The great man was now gathering up the portfolios, while still talking to Madame Bouchard. The Charbonnels were wrangling in the corner where they had remained silent and ill at ease ever since their arrival. They had twice attempted to get hold of Rougon, but had been anticipated by the colonel and the young woman. Now, at last, M. Charbonnel pushed his wife towards the ex-President.

‘This morning,’ she stammered, ‘we received a letter from your mother——’

Rougon did not allow her to finish, but took her and her husband into the window-recess on the right hand, once more abandoning his portfolios without any great sign of impatience.

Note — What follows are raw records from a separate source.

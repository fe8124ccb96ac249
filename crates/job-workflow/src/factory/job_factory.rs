// job_factory.rs
// Validación de los argumentos de creación y construcción del JobRecord con
// sus ejemplos semilla. No llama al motor: la instrucción derivada y el
// registro los resuelve `JobManager::create_job`.
use crate::errors::{Result, WorkflowError};
use job_domain::{ExampleRecord, IoModel, JobRecord, JsonObject};
use serde_json::Value as JsonValue;

/// Argumentos de creación de un job.
#[derive(Debug, Clone, Default)]
pub struct CreateJobRequest {
  pub job_name: Option<String>,
  pub instruction: Option<String>,
  pub input_model: Option<IoModel>,
  pub output_model: Option<IoModel>,
  pub example_pairs: Vec<(JsonObject, JsonObject)>,
  pub input_examples: Vec<JsonObject>,
  pub output_examples: Vec<JsonObject>,
  pub prompt_template: Option<String>,
  pub input_template: Option<String>,
  pub output_template: Option<String>,
  pub config: Option<JsonValue>,
  pub is_explicit: bool,
}

impl CreateJobRequest {
  pub fn named(job_name: impl Into<String>) -> Self {
    Self { job_name: Some(job_name.into()),
           ..Self::default() }
  }

  pub fn with_instruction(mut self, instruction: impl Into<String>) -> Self {
    self.instruction = Some(instruction.into());
    self
  }

  pub fn with_models(mut self, input_model: IoModel, output_model: IoModel) -> Self {
    self.input_model = Some(input_model);
    self.output_model = Some(output_model);
    self
  }

  pub fn with_example_pairs(mut self, pairs: Vec<(JsonObject, JsonObject)>) -> Self {
    self.example_pairs = pairs;
    self
  }

  pub fn with_prompt_template(mut self, template: impl Into<String>) -> Self {
    self.prompt_template = Some(template.into());
    self
  }

  pub fn with_templates(mut self, input_template: impl Into<String>, output_template: impl Into<String>) -> Self {
    self.input_template = Some(input_template.into());
    self.output_template = Some(output_template.into());
    self
  }

  pub fn with_config(mut self, config: JsonValue) -> Self {
    self.config = Some(config);
    self
  }

  pub fn explicit(mut self) -> Self {
    self.is_explicit = true;
    self
  }
}

/// Estrategia de creación: cada una sólo decide los esquemas.
pub trait JobCreator {
  fn models(&self, pairs: &[(JsonObject, JsonObject)]) -> Result<(IoModel, IoModel)>;

  /// Job con los ejemplos semilla (`genesis`, verificados, reales).
  fn create_job(&self,
                job_name: Option<String>,
                instruction: Option<String>,
                pairs: Vec<(JsonObject, JsonObject)>,
                config: Option<JsonValue>)
                -> Result<JobRecord> {
    let (input_model, output_model) = self.models(&pairs)?;
    let mut job = JobRecord::new(job_name, input_model, output_model, instruction);
    if let Some(config) = config {
      job.config = config;
    }
    for (input, output) in pairs {
      job.add_example(ExampleRecord::seed(input, output));
    }
    Ok(job)
  }
}

pub struct ModelJobCreator {
  pub input_model: IoModel,
  pub output_model: IoModel,
}

impl JobCreator for ModelJobCreator {
  fn models(&self, _pairs: &[(JsonObject, JsonObject)]) -> Result<(IoModel, IoModel)> {
    Ok((self.input_model.clone(), self.output_model.clone()))
  }
}

pub struct TemplateJobCreator {
  pub input_template: String,
  pub output_template: String,
}

impl JobCreator for TemplateJobCreator {
  fn models(&self, _pairs: &[(JsonObject, JsonObject)]) -> Result<(IoModel, IoModel)> {
    Ok((IoModel::from_input_template(&self.input_template)?, IoModel::from_output_template(&self.output_template)?))
  }
}

/// Infere los esquemas de la forma de los ejemplos.
pub struct ExampleJobCreator;

impl JobCreator for ExampleJobCreator {
  fn models(&self, pairs: &[(JsonObject, JsonObject)]) -> Result<(IoModel, IoModel)> {
    let inputs: Vec<JsonObject> = pairs.iter().map(|(i, _)| i.clone()).collect();
    let outputs: Vec<JsonObject> = pairs.iter().map(|(_, o)| o.clone()).collect();
    Ok((IoModel::from_examples(&inputs)?, IoModel::from_examples(&outputs)?))
  }
}

/// Secciones de una plantilla de prompt.
#[derive(Debug, Clone, Default, PartialEq)]
pub struct PromptSections {
  pub instruction: Option<String>,
  pub input_schema: Option<String>,
  pub output_schema: Option<String>,
}

/// Divide una plantilla en las secciones `# Instruction`, `# Input` y
/// `# Output`. Los encabezados no distinguen mayúsculas; el texto fuera de
/// una sección conocida se ignora.
pub fn extract_sections(template: &str) -> PromptSections {
  #[derive(Clone, Copy)]
  enum Section {
    None,
    Instruction,
    Input,
    Output,
  }

  let mut buffers: [Vec<&str>; 3] = [Vec::new(), Vec::new(), Vec::new()];
  let mut current = Section::None;
  for line in template.lines() {
    let trimmed = line.trim();
    if let Some(heading) = trimmed.strip_prefix('#') {
      current = match heading.trim().to_lowercase().as_str() {
        "instruction" | "instructions" => Section::Instruction,
        "input" => Section::Input,
        "output" => Section::Output,
        _ => current,
      };
      continue;
    }
    match current {
      Section::None => {}
      Section::Instruction => buffers[0].push(line),
      Section::Input => buffers[1].push(line),
      Section::Output => buffers[2].push(line),
    }
  }
  let join = |lines: &Vec<&str>| {
    let text = lines.join("\n").trim().to_string();
    (!text.is_empty()).then_some(text)
  };
  PromptSections { instruction: join(&buffers[0]),
                   input_schema: join(&buffers[1]),
                   output_schema: join(&buffers[2]) }
}

fn invalid(msg: &str) -> WorkflowError {
  WorkflowError::Validation(msg.to_string())
}

/// Valida la combinación de argumentos, elige la estrategia y construye el
/// job. Las combinaciones contradictorias fallan; nunca se mezclan.
pub fn job_factory(request: CreateJobRequest) -> Result<JobRecord> {
  let CreateJobRequest { job_name,
                         mut instruction,
                         input_model,
                         output_model,
                         mut example_pairs,
                         input_examples,
                         output_examples,
                         prompt_template,
                         mut input_template,
                         mut output_template,
                         config,
                         is_explicit, } = request;

  let has_lists = !input_examples.is_empty() || !output_examples.is_empty();
  if has_lists && !example_pairs.is_empty() {
    return Err(invalid("No se pueden usar example_pairs junto con input_examples/output_examples"));
  }
  if has_lists {
    if input_examples.len() != output_examples.len() {
      return Err(WorkflowError::Validation(format!("input_examples ({}) y output_examples ({}) deben tener la misma longitud",
                                                   input_examples.len(),
                                                   output_examples.len())));
    }
    example_pairs = input_examples.into_iter().zip(output_examples).collect();
  }

  if prompt_template.is_some() && (input_template.is_some() || output_template.is_some()) {
    return Err(invalid("No se puede usar prompt_template junto con input_template/output_template"));
  }
  if input_template.is_some() != output_template.is_some() {
    return Err(invalid("input_template y output_template deben indicarse juntos"));
  }
  if let Some(template) = prompt_template {
    let sections = extract_sections(&template);
    if sections.input_schema.is_none() || sections.output_schema.is_none() {
      return Err(invalid("La plantilla debe contener las secciones '# Input' y '# Output'"));
    }
    instruction = sections.instruction.or(instruction);
    input_template = sections.input_schema;
    output_template = sections.output_schema;
  }

  let has_templates = input_template.is_some();
  let has_models = input_model.is_some() || output_model.is_some();
  if has_templates && has_models {
    return Err(invalid("No se pueden usar esquemas explícitos junto con una plantilla"));
  }

  let creator: Box<dyn JobCreator> = match (input_template, output_template, input_model, output_model) {
    (Some(input_template), Some(output_template), _, _) => Box::new(TemplateJobCreator { input_template,
                                                                                        output_template }),
    (_, _, Some(input_model), Some(output_model)) => Box::new(ModelJobCreator { input_model,
                                                                                output_model }),
    (_, _, Some(_), None) | (_, _, None, Some(_)) => {
      return Err(invalid("input_model y output_model deben indicarse juntos"));
    }
    _ if !example_pairs.is_empty() => Box::new(ExampleJobCreator),
    _ => return Err(invalid("Argumentos inválidos para crear un job")),
  };

  let mut job = creator.create_job(job_name, instruction, example_pairs, config)?;
  job.is_explicit = is_explicit;
  Ok(job)
}

#[cfg(test)]
mod tests {
  use super::*;

  #[test]
  fn sections_are_split_by_heading() {
    let template = "# Instruction\nClassify the book.\n\n# Input\nBook: {book}\n# Output\nGenre: <str, options=[Fiction, Non-Fiction]>\n";
    let s = extract_sections(template);
    assert_eq!(s.instruction.as_deref(), Some("Classify the book."));
    assert_eq!(s.input_schema.as_deref(), Some("Book: {book}"));
    assert_eq!(s.output_schema.as_deref(), Some("Genre: <str, options=[Fiction, Non-Fiction]>"));
  }

  #[test]
  fn missing_sections_are_none() {
    let s = extract_sections("just text");
    assert_eq!(s, PromptSections::default());
  }
}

‘We have received a letter from your mother,’ repeated Madame Charbonnel, and she was going to read the letter in question, when Rougon took it from her and glanced over it. Charbonnel was a retired oil merchant of Plassans, and he and his wife had been protected by Madame Félicité, as Rougon’s mother was called in her own little town. She had given them a letter of introduction to her son on the occasion of their presenting a petition to the Council of State. A cousin of theirs, one Chevassu, a lawyer at Faverolles, the chief town of a neighbouring department, had died, leaving his fortune of five hundred thousand francs to the Sisters of the Holy Family. Originally the Charbonnels had not expected to inherit his fortune, but having suddenly become his next heirs, owing to his brother’s death, they contested the will on the ground of undue influence; and the Sisterhood having petitioned the Council of State to authorise the payment of the bequest to them, they had left their old home at Plassans, hastened to Paris, and taken lodgings at the Hôtel du Périgord in the Rue Jacob in order that they might be on the spot to look after their interests. The matter had been lingering on for the past six months.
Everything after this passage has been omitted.